For the second type of PDF, the solution is to use OCR tools, with open-source libraries like Pytesseract, Textract or Pyocr.

Here again, they offer the user a more or less extensive set of functions to recognize text, tables, the extraction zones associated with the different characters, and even configure the type of data to be extracted (letter, word, number , etc.)

In a project involving the extraction of PDF documents, there are two sets of questions that must first be answered.

1. Is the information always present in the document and where is it located? What is my minimum expected service? How should I deal with irreducible errors ?

As we have seen, it is almost impossible to recover 100% of the information in a PDF document. That is why it is essential for each new project involving the extraction of PDFs to carry out a real feasibility study relating the objectives of the project to the real extraction capacity, and to determine a priori a threshold below which the project will not be feasible.

Let's take an example, and imagine that we want to retrieve financial data from activity reports of French SMEs. Based on the (daring) assumption that we have access to a sufficient number of financial and accounting documents of these companies, it is very likely to be faced with the following issues:

• the information is not present on all documents. Indeed, it happens that some companies do not provide a detailed income statement, and limit themselves to only giving the main fields;
• the information is there, but in different formats. A first company will give its bottom line in a paragraph of text. A second will present it in a table displaying the information inline. A third will present them in columns, and use the rows to compare year N to year N-1, etc.

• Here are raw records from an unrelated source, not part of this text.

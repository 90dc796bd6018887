//! TPE / cap-space absorption.
//!
//! Splits incoming salaries into those a team can take into a traded player
//! exception or cap space, and those that still need salary matching.
//!
//! ## Algorithm
//!
//! One left-to-right, first-fit pass with a per-salary tolerance:
//!
//! ```text
//! available = pool
//! for s in salaries:
//!     if s <= available + tolerance: absorb s; available -= s
//!     else:                          leave s for matching
//! ```
//!
//! This is not bin packing. Input order decides which salaries are absorbed
//! when the pool cannot take them all, so callers prioritize by ordering the
//! list (e.g., smallest first to absorb the most players).

use rust_decimal::Decimal;
use tradecheck_types::{AbsorptionPolicy, AllocationResult, Amount};

/// Absorb `salaries` into `pool` with the default [`AbsorptionPolicy`].
///
/// An empty salary list yields an empty result with nothing absorbed.
#[must_use]
pub fn absorb(salaries: &[Amount], pool: Amount, tolerance: Amount) -> AllocationResult {
    absorb_with_policy(salaries, pool, tolerance, AbsorptionPolicy::default())
}

/// Absorb `salaries` into `pool`, choosing what happens once the tolerance
/// has pushed the pool below zero.
///
/// - [`AbsorptionPolicy::Clamped`]: the pool is floored at zero after each
///   absorption, so `total_absorbed` never exceeds `pool`.
/// - [`AbsorptionPolicy::Unclamped`]: the deficit carries forward and
///   shrinks the tolerance left for later salaries; `total_absorbed` equals
///   the sum of absorbed salaries.
#[must_use]
pub fn absorb_with_policy(
    salaries: &[Amount],
    pool: Amount,
    tolerance: Amount,
    policy: AbsorptionPolicy,
) -> AllocationResult {
    if salaries.is_empty() {
        return AllocationResult::empty();
    }

    let mut absorbed = Vec::new();
    let mut remaining = Vec::new();
    let mut available: Decimal = pool.value();

    for &salary in salaries {
        let ceiling = available.saturating_add(tolerance.value());
        if salary.value() <= ceiling {
            available = available.saturating_sub(salary.value());
            if policy == AbsorptionPolicy::Clamped && available.is_sign_negative() {
                available = Decimal::ZERO;
            }
            tracing::debug!(salary = %salary, available = %available, "Salary absorbed");
            absorbed.push(salary);
        } else {
            tracing::debug!(salary = %salary, ceiling = %ceiling, "Salary left for matching");
            remaining.push(salary);
        }
    }

    let consumed = pool.value().saturating_sub(available);
    debug_assert!(
        !consumed.is_sign_negative(),
        "absorption pool grew from {pool} to {available}"
    );
    let total_absorbed = Amount::new(consumed).unwrap_or_else(|err| {
        tracing::error!(pool = %pool, available = %available, error = %err, "Absorption pool grew during the pass");
        Amount::ZERO
    });

    tracing::debug!(
        pool = %pool,
        policy = %policy,
        absorbed = absorbed.len(),
        remaining = remaining.len(),
        total_absorbed = %total_absorbed,
        "Absorption pass complete"
    );

    AllocationResult {
        absorbed,
        remaining,
        total_absorbed,
    }
}

#[cfg(test)]
mod tests {
    use proptest::prelude::*;

    use super::*;

    fn dollars(n: u64) -> Amount {
        Amount::from_dollars(n)
    }

    fn tolerance() -> Amount {
        dollars(250_000)
    }

    #[test]
    fn empty_input_yields_empty_result() {
        let result = absorb(&[], dollars(10_000_000), tolerance());
        assert_eq!(result, AllocationResult::empty());
        assert_eq!(result.total_absorbed, Amount::ZERO);
    }

    #[test]
    fn first_fit_skips_salary_that_does_not_fit() {
        // 5M > 4M + 250k stays; 3M <= 4M + 250k is absorbed; 1M of pool left.
        let result = absorb(&[dollars(5_000_000), dollars(3_000_000)], dollars(4_000_000), tolerance());
        assert_eq!(result.absorbed, vec![dollars(3_000_000)]);
        assert_eq!(result.remaining, vec![dollars(5_000_000)]);
        assert_eq!(result.total_absorbed, dollars(3_000_000));
    }

    #[test]
    fn input_order_decides_what_is_absorbed() {
        let pool = dollars(4_000_000);
        let large_first = absorb(&[dollars(4_000_000), dollars(1_000_000)], pool, tolerance());
        assert_eq!(large_first.absorbed, vec![dollars(4_000_000)]);
        assert_eq!(large_first.remaining, vec![dollars(1_000_000)]);

        let small_first = absorb(&[dollars(1_000_000), dollars(4_000_000)], pool, tolerance());
        assert_eq!(small_first.absorbed, vec![dollars(1_000_000)]);
        assert_eq!(small_first.remaining, vec![dollars(4_000_000)]);
    }

    #[test]
    fn tolerance_boundary_is_inclusive() {
        let pool = dollars(4_000_000);
        let at = absorb(&[dollars(4_250_000)], pool, tolerance());
        assert_eq!(at.absorbed, vec![dollars(4_250_000)]);

        let over = absorb(&[Amount::from_cents(425_000_001)], pool, tolerance());
        assert!(over.absorbed.is_empty());
        assert_eq!(over.remaining.len(), 1);
        assert_eq!(over.total_absorbed, Amount::ZERO);
    }

    #[test]
    fn clamped_pool_never_reports_more_than_the_pool() {
        let pool = dollars(4_000_000);
        let salaries = [dollars(4_200_000), dollars(200_000)];
        let result = absorb_with_policy(&salaries, pool, tolerance(), AbsorptionPolicy::Clamped);
        // Floored at zero, the second salary still fits inside the tolerance.
        assert_eq!(result.absorbed, salaries.to_vec());
        assert_eq!(result.total_absorbed, pool);
        assert_eq!(result.absorbed_salary().unwrap(), dollars(4_400_000));
    }

    #[test]
    fn unclamped_pool_carries_the_deficit() {
        let pool = dollars(4_000_000);
        let salaries = [dollars(4_200_000), dollars(200_000)];
        let result = absorb_with_policy(&salaries, pool, tolerance(), AbsorptionPolicy::Unclamped);
        // Pool is at -200k, so only 50k of tolerance is left.
        assert_eq!(result.absorbed, vec![dollars(4_200_000)]);
        assert_eq!(result.remaining, vec![dollars(200_000)]);
        assert_eq!(result.total_absorbed, dollars(4_200_000));
    }

    #[test]
    fn total_absorbed_is_what_left_the_pool() {
        let pool = dollars(10_000_000);
        let salaries = [dollars(3_000_000), dollars(8_000_000), dollars(6_900_000)];
        for policy in [AbsorptionPolicy::Clamped, AbsorptionPolicy::Unclamped] {
            let result = absorb_with_policy(&salaries, pool, tolerance(), policy);
            // 3M leaves 7M; 8M is over 7.25M; 6.9M fits and leaves 100k.
            assert_eq!(result.absorbed, vec![dollars(3_000_000), dollars(6_900_000)]);
            assert_eq!(result.total_absorbed, dollars(9_900_000));
        }

        let over = absorb_with_policy(
            &[dollars(10_100_000)],
            pool,
            tolerance(),
            AbsorptionPolicy::Unclamped,
        );
        assert_eq!(over.total_absorbed, dollars(10_100_000));
    }

    #[test]
    fn zero_pool_still_honors_tolerance() {
        let result = absorb(&[dollars(200_000), dollars(1_000_000)], Amount::ZERO, tolerance());
        assert_eq!(result.absorbed, vec![dollars(200_000)]);
        assert_eq!(result.remaining, vec![dollars(1_000_000)]);
        assert_eq!(result.total_absorbed, Amount::ZERO);
    }

    #[test]
    fn whole_package_fits() {
        let salaries = [dollars(2_000_000), dollars(3_000_000), dollars(1_500_000)];
        let result = absorb(&salaries, dollars(10_000_000), tolerance());
        assert!(result.fully_absorbed());
        assert_eq!(result.total_absorbed, dollars(6_500_000));
    }

    fn is_subsequence(part: &[Amount], whole: &[Amount]) -> bool {
        let mut it = whole.iter();
        part.iter().all(|p| it.any(|w| w == p))
    }

    fn salaries_strategy() -> impl Strategy<Value = Vec<Amount>> {
        prop::collection::vec(0i64..5_000_000_000, 0..12)
            .prop_map(|cents| cents.into_iter().map(Amount::from_cents).collect())
    }

    proptest! {
        /// Every input salary lands in exactly one list, in input order.
        #[test]
        fn allocation_conserves_salaries(
            salaries in salaries_strategy(),
            pool_cents in 0i64..10_000_000_000,
            clamped in any::<bool>(),
        ) {
            let policy = if clamped { AbsorptionPolicy::Clamped } else { AbsorptionPolicy::Unclamped };
            let pool = Amount::from_cents(pool_cents);
            let result = absorb_with_policy(&salaries, pool, tolerance(), policy);

            prop_assert_eq!(result.len(), salaries.len());
            prop_assert!(is_subsequence(&result.absorbed, &salaries));
            prop_assert!(is_subsequence(&result.remaining, &salaries));

            let mut merged: Vec<Amount> =
                result.absorbed.iter().chain(&result.remaining).copied().collect();
            let mut input = salaries.clone();
            merged.sort();
            input.sort();
            prop_assert_eq!(merged, input);
        }

        /// Clamped passes never consume more than the pool; unclamped passes
        /// consume exactly what they absorbed.
        #[test]
        fn total_absorbed_bounds(salaries in salaries_strategy(), pool_cents in 0i64..10_000_000_000) {
            let pool = Amount::from_cents(pool_cents);

            let clamped = absorb_with_policy(&salaries, pool, tolerance(), AbsorptionPolicy::Clamped);
            prop_assert!(clamped.total_absorbed <= pool);
            prop_assert!(clamped.total_absorbed <= clamped.absorbed_salary().unwrap());

            let unclamped = absorb_with_policy(&salaries, pool, tolerance(), AbsorptionPolicy::Unclamped);
            prop_assert_eq!(unclamped.total_absorbed, unclamped.absorbed_salary().unwrap());
        }
    }
}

In this example, the feasibility study will estimate the percentage of documents containing the information sought, as well as scripts to be coded to extract it (one script per information presentation format). This will clarify the stakes and challenges of the project to the various stakeholders, by anticipating its limits as well as the necessary development time.

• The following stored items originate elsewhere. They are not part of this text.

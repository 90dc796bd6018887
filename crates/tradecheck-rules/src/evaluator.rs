//! Salary-matching evaluator.
//!
//! Computes the most incoming salary a team may take back for what it sends
//! out, and judges a proposed incoming salary against that ceiling.
//!
//! ```text
//! evaluate_legality(outgoing, incoming, rules) -> LegalityVerdict
//! ```
//!
//! ## Bands
//!
//! | Band   | Outgoing salary        | Limit                          |
//! |--------|------------------------|--------------------------------|
//! | Low    | `<= T1`                | `outgoing × 2 + 250,000`       |
//! | Middle | `T1 < outgoing <= T2`  | `outgoing + 7,751,817.73`      |
//! | High   | `> T2`                 | `outgoing × 1.25 + 250,000`    |
//!
//! Thresholds and coefficients come from [`RuleConstants`].

use rust_decimal::Decimal;
use tradecheck_types::{
    Amount, LegalityVerdict, MatchingBand, Result, RuleConstants, SalaryPosition, TradeCheckError,
};

/// Judge `incoming` against the matching limit for `outgoing`.
///
/// ## Algorithm
///
/// 1. Reject a zero outgoing salary (no band applies)
/// 2. Pick the band for `outgoing`, lowest first
/// 3. `limit` from the band formula
/// 4. `legal = incoming <= limit`, `shortfall = max(0, incoming - limit)`
///
/// # Errors
/// - `InvalidOutgoingSalary` if `outgoing` is zero; callers that need a
///   record for this case use [`LegalityVerdict::invalid`]
/// - `ArithmeticOverflow` if the limit leaves the decimal range
pub fn evaluate_legality(
    outgoing: Amount,
    incoming: Amount,
    rules: &RuleConstants,
) -> Result<LegalityVerdict> {
    let Some(band) = MatchingBand::for_outgoing(outgoing, rules) else {
        tracing::warn!(
            outgoing = %outgoing,
            incoming = %incoming,
            "Outgoing salary must be positive to apply a matching band"
        );
        return Err(TradeCheckError::InvalidOutgoingSalary {
            outgoing: outgoing.value(),
        });
    };

    let limit = band_limit(band, outgoing, rules)?;
    let legal = incoming <= limit;
    let shortfall = incoming.saturating_sub(limit);

    tracing::debug!(
        season = %rules.season,
        band = %band,
        outgoing = %outgoing,
        incoming = %incoming,
        limit = %limit,
        legal,
        "Evaluated salary matching"
    );

    Ok(LegalityVerdict {
        legal,
        limit,
        rule_description: rule_description(band, rules)?,
        shortfall,
        band: Some(band),
        position: SalaryPosition { outgoing, incoming },
    })
}

/// The most incoming salary allowed for `outgoing`.
///
/// # Errors
/// Same as [`evaluate_legality`].
pub fn matching_limit(outgoing: Amount, rules: &RuleConstants) -> Result<Amount> {
    let band = MatchingBand::for_outgoing(outgoing, rules).ok_or(
        TradeCheckError::InvalidOutgoingSalary {
            outgoing: outgoing.value(),
        },
    )?;
    band_limit(band, outgoing, rules)
}

/// Plain-language statement of a band's rule.
///
/// # Errors
/// `ArithmeticOverflow` if a multiplier cannot be shown as a percentage.
pub fn rule_description(band: MatchingBand, rules: &RuleConstants) -> Result<String> {
    let text = match band {
        MatchingBand::Low => format!(
            "Can take back up to {}% of outgoing salary + {}",
            percent(rules.low_band_multiplier)?,
            rules.flat_allowance.to_dollars(),
        ),
        MatchingBand::Middle => format!(
            "Can take back up to outgoing salary + {}",
            rules.middle_band_allowance.to_dollars(),
        ),
        MatchingBand::High => format!(
            "Can take back up to {}% of outgoing salary + {}",
            percent(rules.high_band_multiplier)?,
            rules.flat_allowance.to_dollars(),
        ),
    };
    Ok(text)
}

/// The band formula with `outgoing` filled in, e.g.
/// `($7,000,000.00 × 2) + $250,000.00`.
#[must_use]
pub fn formula_description(band: MatchingBand, outgoing: Amount, rules: &RuleConstants) -> String {
    match band {
        MatchingBand::Low => format!(
            "({} × {}) + {}",
            outgoing.to_dollars(),
            rules.low_band_multiplier.normalize(),
            rules.flat_allowance.to_dollars(),
        ),
        MatchingBand::Middle => format!(
            "{} + {}",
            outgoing.to_dollars(),
            rules.middle_band_allowance.to_dollars(),
        ),
        MatchingBand::High => format!(
            "({} × {}) + {}",
            outgoing.to_dollars(),
            rules.high_band_multiplier.normalize(),
            rules.flat_allowance.to_dollars(),
        ),
    }
}

fn band_limit(band: MatchingBand, outgoing: Amount, rules: &RuleConstants) -> Result<Amount> {
    let out = outgoing.value();
    let limit = match band {
        MatchingBand::Low => scaled_plus(out, rules.low_band_multiplier, rules.flat_allowance),
        MatchingBand::Middle => out.checked_add(rules.middle_band_allowance.value()),
        MatchingBand::High => scaled_plus(out, rules.high_band_multiplier, rules.flat_allowance),
    }
    .ok_or(TradeCheckError::ArithmeticOverflow {
        operation: "matching limit",
    })?;
    Amount::new(limit)
}

fn scaled_plus(outgoing: Decimal, multiplier: Decimal, allowance: Amount) -> Option<Decimal> {
    outgoing
        .checked_mul(multiplier)?
        .checked_add(allowance.value())
}

fn percent(multiplier: Decimal) -> Result<Decimal> {
    multiplier
        .checked_mul(Decimal::ONE_HUNDRED)
        .map(|p| p.normalize())
        .ok_or(TradeCheckError::ArithmeticOverflow {
            operation: "rule percentage",
        })
}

2. What tools should I use? Are they consistent with the dimension of the project (size, performance) and the expected level of service?

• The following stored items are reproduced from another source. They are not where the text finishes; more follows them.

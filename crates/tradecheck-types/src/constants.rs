//! League-year constants for the tradecheck engine.
//!
//! These are the defaults behind [`RuleConstants::default`](crate::RuleConstants).
//! A different season is expressed by loading a different `RuleConstants`,
//! never by editing these values at runtime.

use rust_decimal::Decimal;

/// Season the default constants belong to.
pub const DEFAULT_SEASON: &str = "2024-25";

/// Upper bound (inclusive) on outgoing salary for the low matching band.
pub const LOW_BAND_CEILING: Decimal = Decimal::from_parts(750_181_773, 0, 0, false, 2);

/// Upper bound (inclusive) on outgoing salary for the middle matching band.
pub const MIDDLE_BAND_CEILING: Decimal = Decimal::from_parts(3_000_727_094, 0, 0, false, 2);

/// Low band: incoming may be up to `outgoing × 2` plus the flat allowance.
pub const LOW_BAND_MULTIPLIER: Decimal = Decimal::TWO;

/// Middle band: incoming may be up to `outgoing` plus this allowance.
pub const MIDDLE_BAND_ALLOWANCE: Decimal = Decimal::from_parts(775_181_773, 0, 0, false, 2);

/// High band: incoming may be up to `outgoing × 1.25` plus the flat allowance.
pub const HIGH_BAND_MULTIPLIER: Decimal = Decimal::from_parts(125, 0, 0, false, 2);

/// Flat add-on used by the low and high bands.
pub const FLAT_ALLOWANCE: Decimal = Decimal::from_parts(250_000, 0, 0, false, 0);

/// Per-salary cushion when absorbing into a TPE or cap space.
pub const ABSORPTION_TOLERANCE: Decimal = Decimal::from_parts(250_000, 0, 0, false, 0);

/// Multiplier applied to the `m` / `mil` / `million` shorthand.
pub const ONE_MILLION: Decimal = Decimal::from_parts(1_000_000, 0, 0, false, 0);

/// Delimiter for salary lists (`"12m, 8.5m, 2000000"`).
pub const DEFAULT_LIST_DELIMITER: char = ',';

/// Version string.
pub const VERSION: &str = env!("CARGO_PKG_VERSION");

/// Engine name.
pub const ENGINE_NAME: &str = "tradecheck";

We have indeed seen above that there exists a myriad of tools, more or less difficult to install, efficient, and above all more or less resource costly. Thus, in order to optimize the use of the various tools, it is essential to determine upstream the type of PDF to be processed (image or text), the type of information to be extracted (text, table, images, etc.), and finally the volume of documents. Indeed, between extracting a hundred documents of a few KB every month and 1000 documents of several MB per day, the resources needed will not be the same, knowing that the extraction of PDF can take from a few seconds to a few minutes depending on the size of the document.

We have reviewed the different reflexes to have when working with PDF documents: define the type of document, locate the information, analyze the diversity of formats, deduce the technologies to use, estimate the volume of documents to process and establish a performance threshold. Although these tasks may seem tedious, they are nonetheless essential to ensure the feasibility of a project. They make it easier to manage, and make it possible to anticipate a large number of potential fatal errors, which generally only occur after several weeks of development.